CHARLESTON, S.C. — A federal judge says that both the Georgia Ports Authority and a South Carolina agency overseeing activities in the Savannah River may take part in a $650 million lawsuit challenging the deepening of the river shipping channel.
But U.S. District Judge Richard Gergel also denied a motion Tuesday to expand the lawsuit to deal with what South Carolina environmental laws pertain to the project.
So the case will center on the original complaint that the work needs a South Carolina pollution permit.
Environmental groups in both South Carolina and Georgia say the project will dredge toxic cadmium from river silt and put it on the South Carolina side of the river.
In addition to the Ports Authority, the judge is allowing South Carolina’s Savannah River Maritime Commission to participate.
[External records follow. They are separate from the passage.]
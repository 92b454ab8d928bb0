use super::*;

fn tiny_graph() -> ModelGraph {
    // 2x2 input, 3 classes; class 1 responds to the first element
    ModelGraph {
        input_shape: vec![2, 2],
        weights: vec![
            vec![0.0, 0.0, 0.0, 0.0],
            vec![4.0, 0.0, 0.0, 0.0],
            vec![0.0, 0.0, 0.0, 1.0],
        ],
        bias: vec![0.0, 0.0, 0.0],
    }
}

#[test]
fn test_from_graph_validates_dimensions() {
    let mut g = tiny_graph();
    g.bias.pop();
    assert!(matches!(DenseClassifier::from_graph(g), Err(InferenceError::ModelLoad(_))));

    let mut g = tiny_graph();
    g.weights[2].push(1.0);
    assert!(DenseClassifier::from_graph(g).is_err());

    let mut g = tiny_graph();
    g.input_shape = vec![];
    assert!(DenseClassifier::from_graph(g).is_err());

    let g = ModelGraph {
        input_shape: vec![1],
        weights: vec![],
        bias: vec![],
    };
    assert!(DenseClassifier::from_graph(g).is_err());
}

#[test]
fn test_from_json_str_reports_malformed_graph() {
    let err = DenseClassifier::from_json_str("{\"input_shape\": [2]").unwrap_err();
    assert!(matches!(err, InferenceError::ModelLoad(_)));
}

#[test]
fn test_predict_is_softmax_over_classes() {
    let handle = ModelHandle::new(DenseClassifier::from_graph(tiny_graph()).unwrap());
    let sample = Tensor::new(vec![2, 2], vec![1.0, 0.0, 0.0, 0.0]).unwrap();
    let out = handle.predict(sample).unwrap();
    assert_eq!(out.len(), 3);
    let sum: f32 = out.iter().sum();
    assert!((sum - 1.0).abs() < 1e-5);
    assert!(out[1] > out[0] && out[1] > out[2]);
}

#[test]
fn test_predict_releases_buffers_on_both_paths() {
    let handle = ModelHandle::new(DenseClassifier::from_graph(tiny_graph()).unwrap());
    let ok = Tensor::new(vec![2, 2], vec![0.5; 4]).unwrap();
    assert!(handle.predict(ok).is_ok());
    assert_eq!(handle.ledger().live(), 0);

    let bad = Tensor::new(vec![4], vec![0.5; 4]).unwrap();
    assert!(handle.predict(bad).is_err());
    assert_eq!(handle.ledger().live(), 0);
}

#[test]
fn test_softmax_handles_large_logits() {
    let mut v = vec![1000.0f32, 1000.0, 0.0];
    softmax_in_place(&mut v);
    assert!((v[0] - 0.5).abs() < 1e-5);
    assert!((v[1] - 0.5).abs() < 1e-5);
    assert!(v[2] < 1e-6);
}

#[test]
fn test_from_graph_rejects_overflowing_input_shape() {
    let g = ModelGraph {
        input_shape: vec![65536, 65536, 65536, 65536, 4],
        weights: vec![vec![0.0; 4]],
        bias: vec![0.0],
    };
    match DenseClassifier::from_graph(g) {
        Err(InferenceError::ModelLoad(msg)) => assert!(msg.contains("too large")),
        other => panic!("unexpected: {other:?}"),
    }
}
Environmental groups in both Georgia and South Carolina originally sued the U.S. Army Corps of Engineers, saying the deepening work needs a permit under South Carolina’s Pollution Control Act. The plaintiffs last week then asked the judge to consider the wider issue of whether all South Carolina environmental law applies.
The lawsuit was brought by the Southern Environmental Law Center on behalf of the Augusta-based Savannah Riverkeeper, as well as the South Carolina Coastal Conservation League and the South Carolina Wildlife Federation.
Maritime interests say the river deepening is needed so the Georgia ports can handle the larger container ships that will routinely be calling when the Panama Canal is expanded in 2014.